> **REQUIRED ACTION**: Instruction for the data below: set down exactly the lines from the line with "self.awaiting_player = false;" to the line with "self.world.recompute_combat_cache();", inclusive, and no others.

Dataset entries
--

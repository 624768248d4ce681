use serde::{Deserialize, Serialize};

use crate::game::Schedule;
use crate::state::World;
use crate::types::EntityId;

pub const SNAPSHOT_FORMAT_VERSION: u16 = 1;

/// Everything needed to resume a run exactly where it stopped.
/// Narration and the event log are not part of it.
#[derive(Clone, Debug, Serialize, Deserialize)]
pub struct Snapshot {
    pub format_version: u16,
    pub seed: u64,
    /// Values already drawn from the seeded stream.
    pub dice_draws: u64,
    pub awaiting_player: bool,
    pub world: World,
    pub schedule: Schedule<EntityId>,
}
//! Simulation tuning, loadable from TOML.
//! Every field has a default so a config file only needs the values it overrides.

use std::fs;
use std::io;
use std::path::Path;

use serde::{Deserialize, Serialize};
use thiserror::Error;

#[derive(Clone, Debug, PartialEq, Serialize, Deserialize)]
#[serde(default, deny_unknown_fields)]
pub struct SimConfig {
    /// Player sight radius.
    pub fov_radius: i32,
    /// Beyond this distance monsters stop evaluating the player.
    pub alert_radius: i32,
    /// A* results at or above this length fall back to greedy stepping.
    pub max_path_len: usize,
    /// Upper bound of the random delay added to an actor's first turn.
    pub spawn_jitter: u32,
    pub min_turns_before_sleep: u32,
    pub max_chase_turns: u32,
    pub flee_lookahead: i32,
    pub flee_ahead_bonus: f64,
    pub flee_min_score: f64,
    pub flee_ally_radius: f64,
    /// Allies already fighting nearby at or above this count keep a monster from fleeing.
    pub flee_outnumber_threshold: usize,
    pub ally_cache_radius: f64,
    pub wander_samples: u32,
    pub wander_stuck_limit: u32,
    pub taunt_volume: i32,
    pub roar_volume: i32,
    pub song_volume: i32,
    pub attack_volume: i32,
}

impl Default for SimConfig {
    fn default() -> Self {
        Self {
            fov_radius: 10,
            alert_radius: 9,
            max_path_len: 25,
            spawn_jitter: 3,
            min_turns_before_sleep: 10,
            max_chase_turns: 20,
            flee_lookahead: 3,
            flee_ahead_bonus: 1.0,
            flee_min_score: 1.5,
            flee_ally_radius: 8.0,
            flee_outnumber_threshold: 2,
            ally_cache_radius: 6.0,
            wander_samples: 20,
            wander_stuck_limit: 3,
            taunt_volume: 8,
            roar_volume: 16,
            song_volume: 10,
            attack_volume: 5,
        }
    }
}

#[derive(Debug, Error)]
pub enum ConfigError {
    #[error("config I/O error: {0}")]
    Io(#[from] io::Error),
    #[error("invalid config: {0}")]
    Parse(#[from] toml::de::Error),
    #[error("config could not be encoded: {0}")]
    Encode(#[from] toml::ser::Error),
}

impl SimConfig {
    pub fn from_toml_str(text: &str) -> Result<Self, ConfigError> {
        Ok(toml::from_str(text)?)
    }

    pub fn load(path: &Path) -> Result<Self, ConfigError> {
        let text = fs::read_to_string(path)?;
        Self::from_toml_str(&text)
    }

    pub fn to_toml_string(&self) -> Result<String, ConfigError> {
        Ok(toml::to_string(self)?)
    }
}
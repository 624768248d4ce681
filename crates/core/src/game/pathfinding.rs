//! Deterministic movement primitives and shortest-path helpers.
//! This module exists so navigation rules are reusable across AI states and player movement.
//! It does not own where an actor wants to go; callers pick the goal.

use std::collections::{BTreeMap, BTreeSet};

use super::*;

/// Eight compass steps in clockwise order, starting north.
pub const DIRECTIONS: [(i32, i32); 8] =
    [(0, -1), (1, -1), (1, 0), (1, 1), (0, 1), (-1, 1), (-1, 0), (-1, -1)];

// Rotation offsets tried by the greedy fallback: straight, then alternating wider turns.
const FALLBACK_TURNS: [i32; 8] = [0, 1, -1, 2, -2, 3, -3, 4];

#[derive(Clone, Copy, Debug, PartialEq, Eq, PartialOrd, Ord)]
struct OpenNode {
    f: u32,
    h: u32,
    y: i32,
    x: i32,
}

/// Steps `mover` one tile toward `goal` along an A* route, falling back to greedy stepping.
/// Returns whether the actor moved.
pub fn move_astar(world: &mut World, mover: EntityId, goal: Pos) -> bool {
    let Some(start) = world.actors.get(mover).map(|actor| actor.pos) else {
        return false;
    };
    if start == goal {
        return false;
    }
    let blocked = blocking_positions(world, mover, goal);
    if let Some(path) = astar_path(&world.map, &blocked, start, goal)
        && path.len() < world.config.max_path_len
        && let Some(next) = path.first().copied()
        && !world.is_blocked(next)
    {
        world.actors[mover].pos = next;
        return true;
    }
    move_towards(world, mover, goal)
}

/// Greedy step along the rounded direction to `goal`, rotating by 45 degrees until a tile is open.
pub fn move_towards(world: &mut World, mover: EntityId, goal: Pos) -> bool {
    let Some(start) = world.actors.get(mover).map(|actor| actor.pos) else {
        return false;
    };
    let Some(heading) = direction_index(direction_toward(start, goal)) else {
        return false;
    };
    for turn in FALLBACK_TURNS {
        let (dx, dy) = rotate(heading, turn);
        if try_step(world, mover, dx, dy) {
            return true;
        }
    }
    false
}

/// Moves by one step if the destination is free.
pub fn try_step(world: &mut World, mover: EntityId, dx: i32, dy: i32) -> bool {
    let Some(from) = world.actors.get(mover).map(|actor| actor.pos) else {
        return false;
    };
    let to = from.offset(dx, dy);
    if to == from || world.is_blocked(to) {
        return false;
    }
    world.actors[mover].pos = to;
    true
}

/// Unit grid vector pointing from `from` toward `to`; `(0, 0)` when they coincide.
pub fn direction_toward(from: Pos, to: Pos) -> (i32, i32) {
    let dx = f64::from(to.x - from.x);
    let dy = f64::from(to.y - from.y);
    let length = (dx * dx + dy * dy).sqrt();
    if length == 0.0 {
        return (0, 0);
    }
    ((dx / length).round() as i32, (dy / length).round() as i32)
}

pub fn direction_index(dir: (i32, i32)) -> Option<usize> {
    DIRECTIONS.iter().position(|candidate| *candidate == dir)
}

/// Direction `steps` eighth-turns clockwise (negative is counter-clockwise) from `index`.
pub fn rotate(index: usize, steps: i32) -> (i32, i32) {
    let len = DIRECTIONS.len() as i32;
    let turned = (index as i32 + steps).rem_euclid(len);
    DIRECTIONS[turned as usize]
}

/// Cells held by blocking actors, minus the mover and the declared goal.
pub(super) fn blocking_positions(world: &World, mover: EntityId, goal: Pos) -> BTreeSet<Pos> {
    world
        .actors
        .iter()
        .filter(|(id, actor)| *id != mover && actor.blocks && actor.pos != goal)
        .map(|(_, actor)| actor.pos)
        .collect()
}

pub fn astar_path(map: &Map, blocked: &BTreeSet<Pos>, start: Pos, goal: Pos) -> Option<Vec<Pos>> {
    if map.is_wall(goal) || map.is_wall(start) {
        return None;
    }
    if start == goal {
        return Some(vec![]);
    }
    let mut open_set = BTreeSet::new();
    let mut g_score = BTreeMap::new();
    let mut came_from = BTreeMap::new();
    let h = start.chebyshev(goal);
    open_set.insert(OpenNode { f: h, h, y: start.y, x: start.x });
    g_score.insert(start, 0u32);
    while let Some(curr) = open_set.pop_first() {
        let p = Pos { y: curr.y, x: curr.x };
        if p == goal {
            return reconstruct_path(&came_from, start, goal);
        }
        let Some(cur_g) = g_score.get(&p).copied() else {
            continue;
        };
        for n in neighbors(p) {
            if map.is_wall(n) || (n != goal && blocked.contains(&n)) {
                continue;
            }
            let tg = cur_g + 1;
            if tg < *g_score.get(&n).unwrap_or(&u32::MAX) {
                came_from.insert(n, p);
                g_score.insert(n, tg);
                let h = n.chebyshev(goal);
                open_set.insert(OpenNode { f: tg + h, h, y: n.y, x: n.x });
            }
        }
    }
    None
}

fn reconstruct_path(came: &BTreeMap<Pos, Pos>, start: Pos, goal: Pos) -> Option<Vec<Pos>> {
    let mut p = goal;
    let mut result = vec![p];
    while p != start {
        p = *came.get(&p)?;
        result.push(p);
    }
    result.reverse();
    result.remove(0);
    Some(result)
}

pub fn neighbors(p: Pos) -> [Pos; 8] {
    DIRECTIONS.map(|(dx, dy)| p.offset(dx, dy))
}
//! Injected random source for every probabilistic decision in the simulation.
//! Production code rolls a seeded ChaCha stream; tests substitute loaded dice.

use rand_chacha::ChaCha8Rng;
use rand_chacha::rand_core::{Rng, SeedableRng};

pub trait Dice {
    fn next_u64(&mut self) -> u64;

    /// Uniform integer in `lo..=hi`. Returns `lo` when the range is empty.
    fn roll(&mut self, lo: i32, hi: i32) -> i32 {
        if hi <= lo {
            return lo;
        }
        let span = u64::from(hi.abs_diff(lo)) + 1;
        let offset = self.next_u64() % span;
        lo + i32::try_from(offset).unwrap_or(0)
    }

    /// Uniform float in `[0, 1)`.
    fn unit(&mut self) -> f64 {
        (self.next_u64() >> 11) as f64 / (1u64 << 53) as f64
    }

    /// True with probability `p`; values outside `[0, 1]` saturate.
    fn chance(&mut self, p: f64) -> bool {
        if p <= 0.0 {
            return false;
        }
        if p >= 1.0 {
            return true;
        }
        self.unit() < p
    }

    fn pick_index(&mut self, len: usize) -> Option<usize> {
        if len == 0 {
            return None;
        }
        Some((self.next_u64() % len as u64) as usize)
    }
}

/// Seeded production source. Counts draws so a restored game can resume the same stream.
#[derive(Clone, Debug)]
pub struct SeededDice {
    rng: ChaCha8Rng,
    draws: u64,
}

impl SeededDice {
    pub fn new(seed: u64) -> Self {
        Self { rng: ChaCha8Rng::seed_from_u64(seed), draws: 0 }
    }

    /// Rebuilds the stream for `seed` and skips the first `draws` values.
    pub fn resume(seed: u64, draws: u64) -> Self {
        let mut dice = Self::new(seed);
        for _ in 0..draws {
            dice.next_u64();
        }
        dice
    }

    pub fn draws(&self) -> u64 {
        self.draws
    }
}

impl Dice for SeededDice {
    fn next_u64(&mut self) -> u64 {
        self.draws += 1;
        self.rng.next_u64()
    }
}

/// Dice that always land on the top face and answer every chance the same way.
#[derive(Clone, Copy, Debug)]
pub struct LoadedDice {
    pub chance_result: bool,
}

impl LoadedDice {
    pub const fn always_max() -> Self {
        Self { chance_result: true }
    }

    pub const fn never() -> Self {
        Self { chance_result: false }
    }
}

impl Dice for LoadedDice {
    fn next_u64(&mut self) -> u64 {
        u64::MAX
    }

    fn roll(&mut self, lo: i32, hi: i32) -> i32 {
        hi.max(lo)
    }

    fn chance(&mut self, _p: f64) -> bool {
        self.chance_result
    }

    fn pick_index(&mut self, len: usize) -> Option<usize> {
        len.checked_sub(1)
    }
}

--

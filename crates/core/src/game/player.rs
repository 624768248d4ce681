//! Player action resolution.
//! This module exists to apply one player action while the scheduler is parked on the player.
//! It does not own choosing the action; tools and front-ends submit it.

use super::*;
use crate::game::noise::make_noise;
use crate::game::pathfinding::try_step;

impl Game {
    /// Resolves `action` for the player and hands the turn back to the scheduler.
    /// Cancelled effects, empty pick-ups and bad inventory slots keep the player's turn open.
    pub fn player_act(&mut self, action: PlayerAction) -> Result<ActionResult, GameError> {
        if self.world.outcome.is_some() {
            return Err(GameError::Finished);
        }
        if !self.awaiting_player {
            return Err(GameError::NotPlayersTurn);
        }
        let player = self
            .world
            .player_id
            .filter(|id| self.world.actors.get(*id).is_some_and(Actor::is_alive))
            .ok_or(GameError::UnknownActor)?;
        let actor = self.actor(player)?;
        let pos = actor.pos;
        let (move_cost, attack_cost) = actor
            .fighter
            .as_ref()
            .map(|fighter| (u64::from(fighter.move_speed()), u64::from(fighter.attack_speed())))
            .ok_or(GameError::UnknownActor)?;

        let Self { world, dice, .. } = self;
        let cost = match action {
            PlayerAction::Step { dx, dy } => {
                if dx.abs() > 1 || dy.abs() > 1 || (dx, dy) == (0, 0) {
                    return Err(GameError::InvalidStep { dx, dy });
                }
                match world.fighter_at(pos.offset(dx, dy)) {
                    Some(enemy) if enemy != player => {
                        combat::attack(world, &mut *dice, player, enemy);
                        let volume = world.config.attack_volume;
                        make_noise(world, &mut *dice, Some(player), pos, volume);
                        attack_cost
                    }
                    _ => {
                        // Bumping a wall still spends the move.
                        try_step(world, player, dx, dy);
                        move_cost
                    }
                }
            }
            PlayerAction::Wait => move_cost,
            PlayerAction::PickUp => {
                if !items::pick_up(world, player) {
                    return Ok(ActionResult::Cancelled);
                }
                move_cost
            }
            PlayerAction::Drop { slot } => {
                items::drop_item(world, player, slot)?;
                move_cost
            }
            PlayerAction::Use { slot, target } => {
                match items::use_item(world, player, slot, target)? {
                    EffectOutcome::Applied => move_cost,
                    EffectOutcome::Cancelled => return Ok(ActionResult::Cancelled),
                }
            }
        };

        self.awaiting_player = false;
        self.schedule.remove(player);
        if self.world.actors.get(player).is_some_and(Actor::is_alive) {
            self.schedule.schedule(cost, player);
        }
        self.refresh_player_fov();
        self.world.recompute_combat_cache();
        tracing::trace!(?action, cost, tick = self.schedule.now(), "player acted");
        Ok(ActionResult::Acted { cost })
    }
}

--

> **RESPONSE BELOW**:
        self.awaiting_player = false;
        self.schedule.remove(player);
        if self.world.actors.get(player).is_some_and(Actor::is_alive) {
            self.schedule.schedule(cost, player);
        }
        self.refresh_player_fov();
        self.world.recompute_combat_cache();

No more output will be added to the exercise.